### WHAT YOU ARE ASKED TO DO
Where in the records does the word "well" occur? Copy each line in which it does.

### AVAILABLE RECORDS
//! Prompt builders for the completion oracle.
//!
//! Each builder produces a full [`CompletionRequest`]: system role, user
//! prompt with the input documents embedded in XML tags, and the sampling
//! parameters tuned per artifact kind.

use super::CompletionRequest;

/// Tag names for the four suggestion-reply sections.
pub const SUGGESTION_SECTIONS: [&str; 4] = [
    "language_suggestions",
    "inclusion_questions",
    "copy_edit_suggestions",
    "general_summary",
];

/// Prompt for resume-improvement suggestions.
pub fn suggestions(resume_text: &str, job_description: &str) -> CompletionRequest {
    let system = "You are a professional resume coach. Your job is to help candidates \
tailor their resume to fit a job description and highlight their skills in the best \
light, while keeping them human and approachable."
        .to_string();

    let prompt = format!(
        "You are an expert resume reviewer tasked with providing a comprehensive review \
of a resume. Follow these instructions carefully:\n\
\n\
1. Read and analyze the resume:\n\
<resume>\n{resume_text}\n</resume>\n\
\n\
2. If a job description is provided, read and analyze it as well:\n\
<job_description>\n{job_description}\n</job_description>\n\
\n\
3. Compare the resume to the job requirements and responsibilities. Identify areas \
where the resume aligns well and areas where it could better match the position. If \
no job description is provided, focus on general resume best practices.\n\
\n\
4. Organize your review into the following sections, using these exact XML tags:\n\
\n\
<language_suggestions>\n\
Suggestions for improving the language and content of the resume, aligned with the \
job requirements where possible.\n\
</language_suggestions>\n\
\n\
<inclusion_questions>\n\
Questions about possible items to include or highlight, including suggestions for \
adding metrics or quantifiable achievements.\n\
</inclusion_questions>\n\
\n\
<copy_edit_suggestions>\n\
Copy editing suggestions for grammar, spelling, formatting, and overall presentation.\n\
</copy_edit_suggestions>\n\
\n\
<general_summary>\n\
A general summary of the resume's strengths and weaknesses and, if applicable, an \
assessment of the candidate's fit for the position.\n\
</general_summary>\n\
\n\
5. Your final output should only include the content within these four XML tags. Do \
not include any additional commentary outside of these sections."
    );

    CompletionRequest {
        system,
        prompt,
        max_tokens: 20_000,
        temperature: 1.0,
    }
}

/// Prompt for a tailored cover letter.
pub fn cover_letter(
    resume_text: &str,
    job_description: &str,
    company_info: &str,
) -> CompletionRequest {
    let system = "You are a professional cover letter writer. Your job is to help \
candidates create compelling, tailored cover letters that showcase their \
qualifications and align with the company's values and needs."
        .to_string();

    let prompt = format!(
        "Create a professional, tailored cover letter based on the candidate's resume, \
the job description, and information about the company.\n\
\n\
1. Review the candidate's resume:\n\
<resume>\n{resume_text}\n</resume>\n\
\n\
2. Analyze the job description:\n\
<job_description>\n{job_description}\n</job_description>\n\
\n\
3. Consider the company information:\n\
<company_info>\n{company_info}\n</company_info>\n\
\n\
4. The cover letter must:\n\
   - Start with a compelling introduction\n\
   - Highlight the candidate's most relevant skills and experiences for this position\n\
   - Demonstrate knowledge of the company and why the candidate wants to work there\n\
   - Close with a strong final paragraph\n\
   - Run 250-400 words in a professional but conversational tone\n\
   - Avoid cliches, generic statements, and placeholder text\n\
   - Reference company values or mission when relevant\n\
\n\
Output only the completed cover letter text with no additional explanations."
    );

    CompletionRequest {
        system,
        prompt,
        max_tokens: 4_000,
        temperature: 0.7,
    }
}

/// Prompt for an interview-preparation sheet.
pub fn interview_prep(
    resume_text: &str,
    job_description: &str,
    company_info: &str,
) -> CompletionRequest {
    let system = "You are a professional interview coach. Your job is to help \
candidates prepare for job interviews with tailored preparation materials and \
insights."
        .to_string();

    let prompt = format!(
        "Create a comprehensive interview prep cheat sheet for a candidate based on \
their resume, the job description, and company information.\n\
\n\
1. Review the candidate's resume:\n\
<resume>\n{resume_text}\n</resume>\n\
\n\
2. Analyze the job description:\n\
<job_description>\n{job_description}\n</job_description>\n\
\n\
3. Consider the company information:\n\
<company_info>\n{company_info}\n</company_info>\n\
\n\
4. The cheat sheet must include:\n\
\n\
<key_talking_points>\n\
5-7 key accomplishments from the resume that align with the job requirements, each \
with a concise STAR format description the candidate can use.\n\
</key_talking_points>\n\
\n\
<potential_questions>\n\
10 likely interview questions specific to this role and company: behavioral, \
technical, and company-specific.\n\
</potential_questions>\n\
\n\
<suggested_answers>\n\
Brief but effective sample answers that highlight the candidate's experience.\n\
</suggested_answers>\n\
\n\
<questions_to_ask>\n\
5-7 thoughtful questions the candidate should ask the interviewer.\n\
</questions_to_ask>\n\
\n\
<company_insights>\n\
Key insights about the company culture, recent news, challenges, or initiatives.\n\
</company_insights>\n\
\n\
Output only the completed cheat sheet with appropriate section headings."
    );

    CompletionRequest {
        system,
        prompt,
        max_tokens: 7_000,
        temperature: 0.7,
    }
}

### YOUR RESPONSE
2. If a job description is provided, read and analyze it as well:\n\
where the resume aligns well and areas where it could better match the position. If \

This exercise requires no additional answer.